NORA Manufacturing Sector Strategic Goals
927Z1LU - Dermal Effects of NanoparticlesStart Date: 10/1/2005
End Date: 9/30/2010
Principal Investigator (PI)Organization: NIOSH
Funded By: NIOSH
Primary Goal Addressed9.0
Secondary Goal AddressedNone
Attributed to Manufacturing100%
Nanoparticles are new materials of emerging technological importance in different industries. Because dermal exposure is likely in a number of occupational settings, it is very important to assess whether nanoparticles could cause adverse effects to skin. Therefore, this project addresses issues of Dermal Disease. The hypothesis is that nanoparticles are toxic to the skin and the toxicity is dependent on their penetration to skin, induction of oxidative stress, and content of transition metals. Results obtained from these studies provide critical knowledge about mechanisms of dermal toxicity of nanoscale materials and will be used by regulatory agencies (OSHA and EPA) and industry in the manufacturing sector, specifically nanotechnology, to address strategies for assurance of healthy work practices and safe environments.
In the last four years, the federal government has provided over one billion dollars in nanotechnology research funding. Carbon Nanotube (CNT) materials are among these newly developed products and are currently of interest for a variety of applications in electronics, reinforced rods, micro-fabricating conjugated polymer activators, supersensitive sensors, enhanced electron/scanning microscopy imaging techniques, and biosensors. Nanostructured or microstructured materials are valuable sources for bone substitutes, bio-mimetic composites, and chemical and genetic probes (Erickson et al., 2004). Nanoengineered particles are already widely used in consumer products, such as sun screens, cosmetics, and toiletries, which are used daily by millions, and the market for these materials is estimated to grow to over eight billion dollars in the next decade. Introduction of novel materials into industry requires evaluating safety and understanding the impact of nanomaterials on the environment, biological species, and human health. To date, little information is available concerning the potential dermal toxicity of nanotubes and ultrafine metal oxides. The objective of this work is to evaluate the dermal toxic effects of nanoparticles both in vitro and in vivo. The project has three specific aims: 1) To establish the extent to which single walled carbon nanotubes (SWCNT) or ultrafine TiO2, NiO, and Co3O4 are toxic to cells in vitro and to characterize the role of oxidative stress and role of transition metals in these effects. 2) To establish the extent to which nanospheres or SWCNT can penetrate into the skin and whether this can cause adverse dermal effects. 3) To establish the extent to which SWCNT or ultrafine metal oxide particles are pro-inflammatory to skin in vivo.

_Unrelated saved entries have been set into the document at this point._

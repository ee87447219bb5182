use opentelemetry::KeyValue;
use opentelemetry_otlp::WithExportConfig;
use opentelemetry_sdk::{Resource, runtime, trace as sdktrace};
use tracing_subscriber::{layer::SubscriberExt, util::SubscriberInitExt};

/// Initialize the tracing subscriber. When `otlp_endpoint` is set, spans
/// are exported over OTLP in addition to the JSON fmt layer.
pub fn init_tracing(service_name: &str, log_level: &str, otlp_endpoint: Option<&str>) {
    let env_filter = tracing_subscriber::EnvFilter::try_from_default_env()
        .unwrap_or_else(|_| tracing_subscriber::EnvFilter::new(log_level));

    match otlp_endpoint {
        Some(endpoint) => {
            let otlp_exporter = opentelemetry_otlp::new_exporter()
                .tonic()
                .with_endpoint(endpoint);

            let tracer = match opentelemetry_otlp::new_pipeline()
                .tracing()
                .with_exporter(otlp_exporter)
                .with_trace_config(sdktrace::config().with_resource(Resource::new(vec![
                    KeyValue::new("service.name", service_name.to_string()),
                ])))
                .install_batch(runtime::Tokio)
            {
                Ok(t) => t,
                Err(e) => {
                    eprintln!(
                        "Failed to initialize OTLP tracer for service '{}' at endpoint '{}': {}",
                        service_name, endpoint, e
                    );
                    panic!("Failed to initialize OTLP tracer: {}", e);
                }
            };

            let telemetry = tracing_opentelemetry::layer().with_tracer(tracer);

            tracing_subscriber::registry()
                .with(env_filter)
                .with(telemetry)
                .with(
                    tracing_subscriber::fmt::layer()
                        .with_file(true)
                        .with_line_number(true)
                        .json()
                        .flatten_event(true),
                )
                .init();
        }
        None => {
            tracing_subscriber::registry()
                .with(env_filter)
                .with(
                    tracing_subscriber::fmt::layer()
                        .with_file(true)
                        .with_line_number(true)
                        .json()
                        .flatten_event(true),
                )
                .init();
        }
    }
}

This project addresses a critical gap identified by the NIOSH Nanotechnology Research Center to determine if nanoparticles caused dermal toxicity. The central hypothesis of this project is that topical exposure to nanoparticles causes' skin damage via formation of reactive oxygen species in dermal cells, generation of oxidative stress and antioxidant imbalance in the skin. To test this hypothesis, dermal cells, human in geneered constract tissues and mice will be exposed by to carbon nanotubes, nanosized carnon coated/uncoated NiO, Co3O4 and TiO2. Endothelial dependent dilation or arterioles in the spinotrapezius muscle will be monitored by intravital microscopy. The project has 3 specific Aims.
Nanoparticles are currently being used in sunscreens and cosmetics and their use in skin products is projected to increase dramatically in the next decade. Despite extensive use in skin care products, little is know concerning the potential for these nanoparticles to penetrate the skin and/or cause adverse dermal effects. Production of inflammatory mediators is an important step in the pathogenesis of skin diseases. The approach of this project is to explore the basic molecular mechanisms causing skin disease using state of the art techniques. The NIOSH Nanotechnology Research Center has identified elucidation of the dermal effects of exposure to nanomaterials as a "Critical Issue." The project is relevant to understanding skin injury associated with exposures to nanosize particles. The project hypothesis is that such exposures involve an inflammatory response and oxidant stress following initial exposures. Therefore, skin cell will be exposed to carbon nanotubes and nanometal oxide particles and oxidose stress and alteration in signaling pathways will be evaluated. In addition, inflammatory effects of topical exposure in an animal model will be determined. A greater understanding of mechanisms involved in the initiation and progression of skin inflammation will assist in risk assessment and in the development of strategies for treatment of occupational diseases. This function is being served by offering NIOSH expertise in pathology, molecular biology, and cell biology techniques to this project related to NORA research priorities in Emerging Technology.